色々と患っている



斜視である

 斜視である。斜視の中でも、両目が外側に違う方向を向いてしまう、いわゆる外斜視である。

 今でこそ、自分で目の動きをコントロールして、斜視にならないようにできるようになったけど、小学生の頃は、朝起きて斜視になっているかで、一日の楽しさが決まった。

 原理はよく分からないけど、朝起きて斜視の状態だと、その日は一日、斜視で過ごすことになる。それからどれだけ寄り目にしても、その日は治ることはない。眠ると何故か全てがリセットされて、次の日には治っていたりする。この場合も、どれだけやっても、その日は斜視になることはなかった。

 目が覚めて、斜視だと自分で気づく方法は簡単である。両目が違う方向を向いているので、右目と左目で見えてる世界が重なって、視界が二重になる。目が覚めて視界が二重だと、ああ今日は斜視か、と落ち込んでランドセルを背負っていた。

 体感だけど、前日の夜にDSをやりすぎると、次の日は必ず斜視になっていた。次の日に学校行事や、卒業アルバムの写真撮影などがある時は、DSをやらないで早く寝るようにしていた。

 眼科に掛かってみると、両目の視力に生まれつき差がありすぎるので、斜視になっている、と言われた。それから成長するに従って、両目の視力が丁度いいくらいに下がってきたので、今では自由自在に目を動かすことができるようになり、斜視とそうでない時を瞬時に行き来することができる。

 その特徴的な見た目から、街中ですれ違った知らない人にも差別的な発言をされたことがあるので、これは根深い問題だと考えている。



喘息持ちである

 喘息持ちである。正確には、今は寛解していると言って差し支えないけど、現在でも呼吸器全般が弱すぎるので、長距離走などが甚だしく苦手である。

 いわゆる小児喘息とのことで、小さい頃はいつも吸入器(霧状の治療薬を口から吸う行為、またその為の機械)が手放せなかった。幼かったので、なぜ自分がこの機械を口に咥えているのか、ということすらも理解できずに吸入をしていた。

 吸入をしすぎて、吸入器の咥える部分の塗装が剥がれてザラザラになっていた。口に突っ込まれたものは何でも噛むクセがあったので、仕方のないことだった。

 喘息持ちとして、唯一よかったこととして、誰かにタバコを勧められても、自分喘息なので、と言って逃げ切れることだった。

 


顎関節症である

 顎関節症である。中学二年生の頃から、顎関節症である。私の場合は、顎が開きづらい、顎を開こうとするとカコカコと音が鳴る、という症状がある。痛みがほとんど無いのが不幸中の幸いで、患ったばかりの頃は音が鳴るのが面白くて一日中、顎を鳴らしていた。
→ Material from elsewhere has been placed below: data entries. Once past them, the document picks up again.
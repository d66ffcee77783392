use actix_web::{HttpResponse, Result as ActixResult, http::StatusCode};
use tracing::{error, info};

use crate::middlewares::RequestContext;
use crate::models::{
    FormErrors,
    courses::{entities::Course, requests::DeleteCourseForm},
};
use crate::services::{CourseGate, course_for_instructor, deny};
use crate::utils::url::{course_url, user_url};
use crate::views::{self, CourseDeletePage};

pub const NOT_OWNER: &str = "You can not delete a course you do not own.";

fn render_form(
    ctx: &RequestContext,
    status: StatusCode,
    owner: &str,
    course: Course,
    form: DeleteCourseForm,
    errors: FormErrors,
) -> ActixResult<HttpResponse> {
    views::render_status(
        status,
        &CourseDeletePage {
            page: ctx.page(),
            action: format!("{}delete", course_url(owner, &course.title)),
            course,
            form,
            errors,
        },
    )
}

pub async fn delete_page(
    ctx: &RequestContext,
    owner: &str,
    title: &str,
) -> ActixResult<HttpResponse> {
    let storage = ctx.storage();
    match course_for_instructor(ctx, &storage, owner, title).await? {
        CourseGate::Allowed(course) => render_form(
            ctx,
            StatusCode::OK,
            owner,
            course,
            DeleteCourseForm::default(),
            FormErrors::default(),
        ),
        CourseGate::NotFound => views::not_found(ctx.page()),
        CourseGate::Denied => Ok(deny(ctx, NOT_OWNER)),
    }
}

pub async fn delete_course(
    ctx: &RequestContext,
    owner: &str,
    title: &str,
    form: DeleteCourseForm,
) -> ActixResult<HttpResponse> {
    let storage = ctx.storage();
    let course = match course_for_instructor(ctx, &storage, owner, title).await? {
        CourseGate::Allowed(course) => course,
        CourseGate::NotFound => return views::not_found(ctx.page()),
        CourseGate::Denied => return Ok(deny(ctx, NOT_OWNER)),
    };

    let mut errors = form.validate();
    if errors.field("title").is_empty() && form.title != course.title {
        errors.add("title", "That is not the title of this course.");
    }
    if !errors.is_empty() {
        return render_form(ctx, StatusCode::BAD_REQUEST, owner, course, form, errors);
    }

    match storage.delete_course(course.course_id).await {
        Ok(true) => {
            info!("User: {} - deleted course {}", owner, course.title);
            Ok(views::redirect_with_flash(
                &user_url(owner),
                format!("Course {} successfully deleted", course.title),
            ))
        }
        Ok(false) => views::not_found(ctx.page()),
        Err(e) => {
            error!("Failed to delete course {}: {}", course.course_id, e);
            Ok(views::redirect_with_flash(
                &course_url(owner, &course.title),
                "There was an error deleting your course, please try again later.",
            ))
        }
    }
}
 一度、マウスピースを作ってもらって、症状が寛解しかけたことがある。そのマウスピースも、大学一年の時に、所属していたサークルで行った鬼怒川温泉で、全力で卓球をしていたら真っ二つに折れたのですぐに捨てた。

 顎関節症になった日のことは、よく覚えている。中二の冬のある朝、目が覚めたら、いきなり顎がポリポリと鳴るようになっていた。二、三日でもすれば治るだろう、と思って放っていたら、もうかれこれ十年の付き合いになってしまった。

 感情が昂ぶって口を大きく開ける機会があると、稀に、本格的に“ヤバい”領域まで口が開きかけて、焦る。そこを越えると、恐らく痛みが生じて、顎が完全に外れてしまうのだと思う。

 顎関節症の患者によくあることらしいが、私は顎が綺麗に左に曲がっている。しかしユーモラスに顎がしゃくれているわけでもないので、ただただ不愉快に顔が曲がっている人になってしまっている。



側湾症である

 側湾症である。側湾症とは、簡単に言うと背骨が自然と曲がってしまう病気である。元々、母も兄も患っていて、優希くんも一応診ておきますか?と言われて診てもらったら、あれ、怪しいな、となって病院に通うことになったらしい。

 私の場合は生まれつきで、物心つく前から側湾症の治療をしていた。治療と言っても、レントゲンを撮ってもらって、進行してないね、と言ってもらうだけである。

 あと、両手を合わせて前屈みになって、背中の左右の凹凸のバランスから背骨の曲がり具合を見るような診察もある。背中の上で先生と母が色々と話しているが、私は両手を合わせて前屈みになっているだけなので、いつも背中の上で何が起きているのか分からない。

 症状が悪化すると、装具を付けることになったり、手術をすることになったりするらしい。私の場合は幸いにも悪化はせずに、今でも両手を合わせて前屈みになるだけなので、なんかお坊さんが深々とお辞儀をしているみたいだな、と思ったりして、いつも診察が終わっている。






 心身が健康なことに越したことはない。